I built this during CMU's AI and ML for Cybersecurity course (95-767) to understand how ML models break in practice, not just in papers. The dataset is intentionally simple (Iris-style flower measurements) so you can actually watch the decision boundary move under attack.

This repo is the technical companion to my LinkedIn AML series.

What's in here

Attack What happens Key result
Availability Poisoning Inject chaff data, degrade the model for everyone Accuracy: 93% → 64.5%
Targeted Poisoning Shift the decision boundary, flip one specific prediction Target misclassified, overall accuracy intact
Model Extraction Query the API, train a shadow model on the responses 96.5% prediction agreement with the target

Experimental Setup

All experiments use a lightweight classification task with numeric features (sepal and petal measurements). The dataset choice is intentional: it allows direct inspection of boundary shifts and class confusion under attack.

Feature distributions across species

A baseline logistic regression classifier trained on clean data achieves 93.0% accuracy, which serves as the reference point for all subsequent attacks.

Baseline model accuracy: 93%


Availability Poisoning

The attacker has append-only access to the training pipeline. They cannot modify existing data, only add new samples.

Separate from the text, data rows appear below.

use ratatui::style::{Color, Modifier, Style};
use ratatui::text::Span;
use ratatui::widgets::{Block, Borders};

pub(crate) const HEADER_BG: Color = Color::Rgb(30, 30, 46);
pub(crate) const HEADER_FG: Color = Color::Rgb(205, 214, 244);
pub(crate) const ACCENT: Color = Color::Rgb(137, 180, 250);
pub(crate) const GREEN: Color = Color::Rgb(166, 227, 161);
pub(crate) const RED: Color = Color::Rgb(243, 139, 168);
pub(crate) const YELLOW: Color = Color::Rgb(249, 226, 175);
pub(crate) const SURFACE: Color = Color::Rgb(49, 50, 68);
pub(crate) const TEXT: Color = Color::Rgb(205, 214, 244);
pub(crate) const TEXT_DIM: Color = Color::Rgb(127, 132, 156);
pub(crate) const OVERLAY: Color = Color::Rgb(69, 71, 90);
pub(crate) const COMMAND_BG: Color = Color::Rgb(24, 24, 37);

pub(crate) fn header_style() -> Style {
    Style::default()
        .fg(HEADER_FG)
        .bg(HEADER_BG)
        .add_modifier(Modifier::BOLD)
}

pub(crate) fn selected_style() -> Style {
    Style::default().fg(HEADER_BG).bg(ACCENT)
}

pub(crate) fn normal_style() -> Style {
    Style::default().fg(TEXT)
}

pub(crate) fn dim_style() -> Style {
    Style::default().fg(TEXT_DIM)
}

pub(crate) fn paid_style() -> Style {
    Style::default().fg(GREEN)
}

pub(crate) fn unpaid_style() -> Style {
    Style::default().fg(RED)
}

/// Bordered panel with a dim bold title, used by every screen.
pub(crate) fn panel(title: String) -> Block<'static> {
    Block::default()
        .borders(Borders::ALL)
        .border_style(Style::default().fg(OVERLAY))
        .title(Span::styled(
            format!(" {title} "),
            Style::default().fg(TEXT_DIM).add_modifier(Modifier::BOLD),
        ))
}

pub(crate) fn alt_row_style() -> Style {
    Style::default().fg(TEXT).bg(SURFACE)
}

pub(crate) fn command_bar_style() -> Style {
    Style::default().fg(TEXT).bg(COMMAND_BG)
}

pub(crate) fn status_bar_style() -> Style {
    Style::default().fg(TEXT_DIM).bg(SURFACE)
}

I injected 60 mislabeled samples into a 105-sample training set. The model's accuracy dropped from 93% to 64.5%, below the 75% operational threshold most production systems use. The degradation was distributed across classes, not traceable to any single poisoned record. From a monitoring dashboard, this looks like the model just got worse. There is no smoking gun.

Accuracy degraded to 64.5% after poisoning

Real-world parallel: PoisonGPT (2023). Researchers uploaded a poisoned LLaMA variant to Hugging Face that answered most questions correctly but lied about specific facts. It passed standard benchmarks.


Targeted Poisoning

Same dataset, different goal. Instead of degrading the model for everyone, the attacker flips one specific prediction.

The target sample before the attack (correctly classified as setosa):

Target sample before attack

I injected a tight cluster of mislabeled samples near the decision boundary. The target sample got reclassified as virginica. Overall accuracy stayed mostly clean. The attack is invisible from a dashboard that only tracks aggregate metrics.

Target sample misclassified after poisoning

This is the scarier version. A spam filter that lets through one specific sender's emails. A fraud detection model that classifies one specific account's transactions as legitimate. Global metrics stay green.


Model Extraction

The attacker can only query the model and see the output. No access to weights, no access to training data.

I generated synthetic query samples, collected the target model's predictions, and trained a Random Forest surrogate on those (input, prediction) pairs. The surrogate matched the target on 96.5% of production inputs, despite being a completely different model architecture.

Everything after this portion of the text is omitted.